The teams, meanwhile, agreed to come back into the FIA fold, thereby saving Ecclestone's bacon and that of his rights-holding partner, CVC Capital Partners, who stood to see their sizeable investment diminished if there were two championships taking place in 2010.
The 2009 rules were to carry over, albeit without refuelling, and Mosley's notorious budget caps of $100m and $45m for 2010 and 2011 were to be replaced by a glidepath in 2010 to spending levels by 2011 similar to "the early 1990s", for which read $45m.
As enthusiastic fans across the globe breathed huge sighs of relief, everyone looked forward to a future that finally seemed devoid of the endless controversy and upheaval that have been a feature of Mosley's rule in recent years.
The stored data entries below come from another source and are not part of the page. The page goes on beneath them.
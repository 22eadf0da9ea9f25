//! Out-of-band alerting.
//!
//! Best-effort webhook notifications for abuse events (429s) and degraded
//! dependencies. Failures are logged and never affect the request path.

use std::time::Duration;

use reqwest::Client;
use serde_json::json;
use tracing::{debug, warn};

/// Fire-and-forget webhook alerter.
pub struct Alerter {
    client: Client,
    webhook_url: Option<String>,
}

impl Alerter {
    pub fn new(webhook_url: Option<String>) -> Self {
        Self {
            client: Client::builder()
                .timeout(Duration::from_secs(5))
                .build()
                .expect("failed to build HTTP client"),
            webhook_url,
        }
    }

    /// Post an alert in the background. Returns immediately.
    pub fn fire(&self, kind: &str, message: String) {
        let Some(url) = self.webhook_url.clone() else {
            debug!(kind, "alert webhook not configured, dropping alert");
            return;
        };
        let client = self.client.clone();
        let kind = kind.to_string();
        tokio::spawn(async move {
            let body = json!({
                "content": format!("[{kind}] {message}"),
            });
            match client.post(&url).json(&body).send().await {
                Ok(resp) if resp.status().is_success() => {}
                Ok(resp) => warn!(kind, status = %resp.status(), "alert webhook rejected"),
                Err(e) => warn!(kind, "alert webhook failed: {e}"),
            }
        });
    }
}

#[cfg(test)]
mod tests {
    use super::*;

    #[tokio::test]
    async fn test_fire_without_url_is_noop() {
        let alerter = Alerter::new(None);
        // Must not panic or spawn anything that errors loudly.
        alerter.fire("rate_limited", "test".into());
    }
}
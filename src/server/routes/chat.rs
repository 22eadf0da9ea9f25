//! Streaming chat endpoint.
//!
//! `POST /chat/stream`: admission gate, then the query pipeline, with every
//! terminal mapped onto the SSE envelope. Spend-limit rejections happen
//! before the stream starts and surface as a real 429.

use std::convert::Infallible;
use std::sync::Arc;

use axum::extract::State;
use axum::http::{HeaderMap, StatusCode};
use axum::response::sse::{KeepAlive, Sse};
use axum::response::{IntoResponse, Response};
use axum::Json;
use futures::StreamExt;
use serde::Deserialize;
use serde_json::json;
use tokio_stream::wrappers::ReceiverStream;
use tracing::{info, warn};

use crate::admission::{identity, AdmissionRequest};
use crate::context::ServiceContext;
use crate::pipeline::{PipelineEvent, QueryResponse};
use crate::server::{sse, ClientAddr};
use crate::spend::LimitKind;

/// One raw history turn as clients send it.
#[derive(Debug, Clone, Deserialize)]
pub struct ChatTurn {
    pub role: String,
    pub content: String,
}

/// Body of `POST /chat/stream`.
#[derive(Debug, Deserialize)]
pub struct ChatRequest {
    pub query: String,
    #[serde(default)]
    pub chat_history: Vec<ChatTurn>,
    #[serde(default)]
    pub turnstile_token: Option<String>,
}

/// Collapse the raw turn list into `(human, ai)` pairs, skipping malformed
/// runs instead of rejecting the whole request.
fn pair_history(turns: &[ChatTurn]) -> Vec<(String, String)> {
    let mut pairs = Vec::new();
    let mut i = 0;
    while i + 1 < turns.len() {
        if turns[i].role == "human" && turns[i + 1].role == "ai" {
            pairs.push((turns[i].content.clone(), turns[i + 1].content.clone()));
            i += 2;
        } else {
            warn!(index = i, "skipping malformed chat history pair");
            i += 1;
        }
    }
    pairs
}

pub async fn chat_stream(
    State(ctx): State<Arc<ServiceContext>>,
    ClientAddr(remote): ClientAddr,
    headers: HeaderMap,
    Json(request): Json<ChatRequest>,
) -> Response {
    // Validation: oversize or empty queries never reach the pipeline.
    if request.query.trim().is_empty() {
        return crate::server::validation_error("Query must not be empty.");
    }
    if request.query.chars().count() > ctx.config.max_query_length {
        return crate::server::validation_error("Query exceeds the maximum allowed length.");
    }

    let identity = identity::resolve(&headers, remote, ctx.config.trust_x_forwarded_for);

    let history_chars: usize = request.chat_history.iter().map(|t| t.content.len()).sum();
    let admission = AdmissionRequest {
        method: "POST",
        path: "/chat/stream",
        turnstile_token: request.turnstile_token.as_deref(),
        query_chars: request.query.len(),
        history_chars,
        is_query_endpoint: true,
    };
    if let Err(denial) = ctx.gate.admit(&identity, admission).await {
        return denial.into_response();
    }

    crate::metrics::QUERIES_TOTAL.inc();
    let request_id = uuid::Uuid::new_v4();
    let history = pair_history(&request.chat_history);

    let rx = match ctx
        .pipeline
        .clone()
        .stream_query(request.query.clone(), history)
        .await
    {
        QueryResponse::SpendLimited(kind) => {
            let type_name = match kind {
                LimitKind::Daily => "daily",
                LimitKind::Hourly => "hourly",
            };
            return (
                StatusCode::TOO_MANY_REQUESTS,
                Json(json!({
                    "error": "spend_limit_exceeded",
                    "message": "We've reached our usage limit. Please try again later.",
                    "type": type_name,
                })),
            )
                .into_response();
        }
        QueryResponse::Stream(rx) => rx,
    };

    let events = futures::stream::once(async { Ok::<_, Infallible>(sse::thinking()) }).chain(
        ReceiverStream::new(rx).filter_map(move |event| async move {
            match event {
                PipelineEvent::Sources(docs) => Some(Ok(sse::sources(&docs))),
                PipelineEvent::Chunk(chunk) => Some(Ok(sse::streaming(&chunk))),
                PipelineEvent::Metadata(metadata) => {
                    // Consumed server-side: accounting log, never an SSE frame.
                    info!(
                        %request_id,
                        input_tokens = metadata.input_tokens,
                        output_tokens = metadata.output_tokens,
                        cost_usd = metadata.cost_usd,
                        cache_hit = metadata.cache_hit,
                        cache_type = metadata.cache_type.as_deref().unwrap_or("none"),
                        "query completed"
                    );
                    None
                }
                PipelineEvent::Complete { from_cache } => {
                    Some(Ok(sse::complete(from_cache.as_deref())))
                }
                PipelineEvent::Error { message } => Some(Ok(sse::error(&message))),
            }
        }),
    );

    Sse::new(events).keep_alive(KeepAlive::default()).into_response()
}

#[cfg(test)]
mod tests {
    use super::*;

    fn turn(role: &str, content: &str) -> ChatTurn {
        ChatTurn {
            role: role.to_string(),
            content: content.to_string(),
        }
    }

    #[test]
    fn test_pair_history_happy_path() {
        let turns = vec![turn("human", "q1"), turn("ai", "a1"), turn("human", "q2"), turn("ai", "a2")];
        assert_eq!(
            pair_history(&turns),
            vec![
                ("q1".to_string(), "a1".to_string()),
                ("q2".to_string(), "a2".to_string())
            ]
        );
    }

    #[test]
    fn test_pair_history_skips_malformed_runs() {
        // Leading ai turn desynchronizes; the pairer resyncs on the next
        // human/ai pair instead of failing.
        let turns = vec![turn("ai", "stray"), turn("human", "q1"), turn("ai", "a1")];
        assert_eq!(pair_history(&turns), vec![("q1".to_string(), "a1".to_string())]);
    }

    #[test]
    fn test_pair_history_drops_trailing_unpaired_turn() {
        let turns = vec![turn("human", "q1"), turn("ai", "a1"), turn("human", "dangling")];
        assert_eq!(pair_history(&turns).len(), 1);
    }

    #[test]
    fn test_chat_request_deserializes_minimal_body() {
        let request: ChatRequest = serde_json::from_str(r#"{"query": "what is mweb"}"#).unwrap();
        assert_eq!(request.query, "what is mweb");
        assert!(request.chat_history.is_empty());
        assert!(request.turnstile_token.is_none());
    }
}
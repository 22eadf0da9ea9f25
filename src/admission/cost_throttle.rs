//! Cost-based throttling.
//!
//! Tracks estimated spend per stable identifier in a burst window and a
//! dated daily set. Exceeding either threshold sets a throttle marker whose
//! TTL gates subsequent requests. The whole check-and-record runs as one
//! atomic KV operation.

use std::sync::Arc;

use chrono::Utc;
use tracing::{info, warn};

use crate::kv::{keys, AtomicKv, ThrottleOutcome};
use crate::settings::SettingsReader;

/// Why a request was throttled.
#[derive(Debug, Clone, Copy, PartialEq, Eq)]
pub enum ThrottleReason {
    /// Burst-window spend threshold.
    WindowBurst,
    /// Daily per-identifier spend cap.
    DailyLimit,
    /// An earlier violation's marker is still active.
    Active,
}

/// Per-identifier cost throttler.
pub struct CostThrottler {
    kv: Arc<dyn AtomicKv>,
    settings: Arc<SettingsReader>,
    is_development: bool,
}

impl CostThrottler {
    pub fn new(kv: Arc<dyn AtomicKv>, settings: Arc<SettingsReader>, is_development: bool) -> Self {
        Self {
            kv,
            settings,
            is_development,
        }
    }

    /// Whether throttling applies right now.
    ///
    /// The admin settings blob wins when it sets the flag explicitly (either
    /// way, in any mode). Otherwise: disabled in development, enabled in
    /// production.
    async fn enabled(&self) -> bool {
        match self
            .settings
            .get_bool_explicit("enable_cost_throttling", "ENABLE_COST_THROTTLING")
            .await
        {
            Some(explicit) => explicit,
            None => !self.is_development,
        }
    }

    /// Check (and on success record) the estimated cost for `stable_id`.
    ///
    /// Returns `None` when the request may proceed. KV failures fail open.
    pub async fn check(
        &self,
        stable_id: &str,
        full_fingerprint: &str,
        estimated_cost: f64,
        now: i64,
    ) -> Option<(ThrottleReason, i64)> {
        if !self.enabled().await {
            return None;
        }
        if stable_id.is_empty() || estimated_cost <= 0.0 {
            return None;
        }

        let mut threshold = self
            .settings
            .get_f64("high_cost_threshold_usd", "HIGH_COST_THRESHOLD_USD", 0.02)
            .await;
        let mut window_seconds = self
            .settings
            .get_i64("high_cost_window_seconds", "HIGH_COST_WINDOW_SECONDS", 600)
            .await;
        let mut duration = self
            .settings
            .get_i64(
                "cost_throttle_duration_seconds",
                "COST_THROTTLE_DURATION_SECONDS",
                30,
            )
            .await;
        let mut daily_limit = self
            .settings
            .get_f64("daily_cost_limit_usd", "DAILY_COST_LIMIT_USD", 0.25)
            .await;

        // Misconfigured settings degrade to the defaults, not to a dead gate.
        if threshold <= 0.0 {
            warn!("invalid high_cost_threshold_usd {threshold}, using 0.02");
            threshold = 0.02;
        }
        if window_seconds <= 0 {
            warn!("invalid high_cost_window_seconds {window_seconds}, using 600");
            window_seconds = 600;
        }
        if duration <= 0 {
            warn!("invalid cost_throttle_duration_seconds {duration}, using 30");
            duration = 30;
        }
        if daily_limit <= 0.0 {
            warn!("invalid daily_cost_limit_usd {daily_limit}, using 0.25");
            daily_limit = 0.25;
        }

        let today = Utc::now().format("%Y-%m-%d").to_string();
        // Member encodes the cost after the last colon; the full fingerprint
        // keeps a double-submitted request from double-counting.
        let member = format!("{full_fingerprint}:{estimated_cost}");

        let outcome = self
            .kv
            .cost_throttle(
                &keys::cost_recent(stable_id),
                &keys::cost_daily(stable_id, &today),
                &keys::throttle_marker(stable_id),
                now,
                window_seconds,
                estimated_cost,
                threshold,
                daily_limit,
                duration,
                &member,
                172_800,
            )
            .await;

        match outcome {
            Ok(ThrottleOutcome::Allowed) => None,
            Ok(ThrottleOutcome::AlreadyThrottled { retry_after }) => {
                info!(stable_id, retry_after, "request under active cost throttle");
                Some((ThrottleReason::Active, retry_after))
            }
            Ok(ThrottleOutcome::DailyLimit { retry_after }) => {
                warn!(stable_id, "daily cost limit tripped");
                Some((ThrottleReason::DailyLimit, retry_after))
            }
            Ok(ThrottleOutcome::WindowBurst { retry_after }) => {
                warn!(stable_id, "burst-window cost threshold tripped");
                Some((ThrottleReason::WindowBurst, retry_after))
            }
            Err(e) => {
                warn!("cost throttle check failed, allowing request: {e}");
                None
            }
        }
    }
}

impl ThrottleReason {
    /// User-facing message, distinguishing bursts from daily caps.
    pub fn message(&self, retry_after: i64) -> String {
        match self {
            ThrottleReason::WindowBurst | ThrottleReason::Active => format!(
                "High usage detected. Please try again in {retry_after} seconds."
            ),
            ThrottleReason::DailyLimit => {
                "Daily usage limit reached for your connection. Please try again tomorrow."
                    .to_string()
            }
        }
    }
}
FOTA – comprising McLaren Mercedes, Ferrari, Brawn, Renault, Toyota, BMW Sauber, Red Bull and Toro Rosso – would join forces again with Williams and Force India, who had already signed unconditionally to the FIA championship, together with newcomers US F1, Manor and Campos Meta. The eight renegade teams held a meeting in Bologna on Thursday in which, instead of planning their breakaway as scheduled, they discussed means of improving the show and rekindling the passion of the fans to alleviate the problem of empty seats that was particularly evident recently in Turkey, and before that in China.
"Formula One needs fresh air, ideas, improvement, and we will work together to achieve this goal," said Di Montezemolo. Martin Whitmarsh, McLaren's team principal, said: "We have concentrated on too many negative issues in the last few months. There is a clear commitment from all of the teams to work on the show and the entertainment, on making sure we reflect the wishes of the fans who support us. I think we can make the sport better.
"I hope we have reached a historic point for Formula One, enabling us to look outwards rather than continually looking in at the inner workings of our sport. It is an exciting moment for our sport and one that can only build to being bigger and better."
Then, just when it appeared safe to go back into the water... Mosley, apparently stung by suggestions that he had suffered a humiliating defeat (the majority view), and quotes in the Italian media that Di Montezemolo had called him "dictatorial", threw a complete temper tantrum on Thursday night by threatening not to clear the stage if an immediate apology was not forthcoming. It was not, of course, so now the FOTA teams are on the breakaway knife edge all over again.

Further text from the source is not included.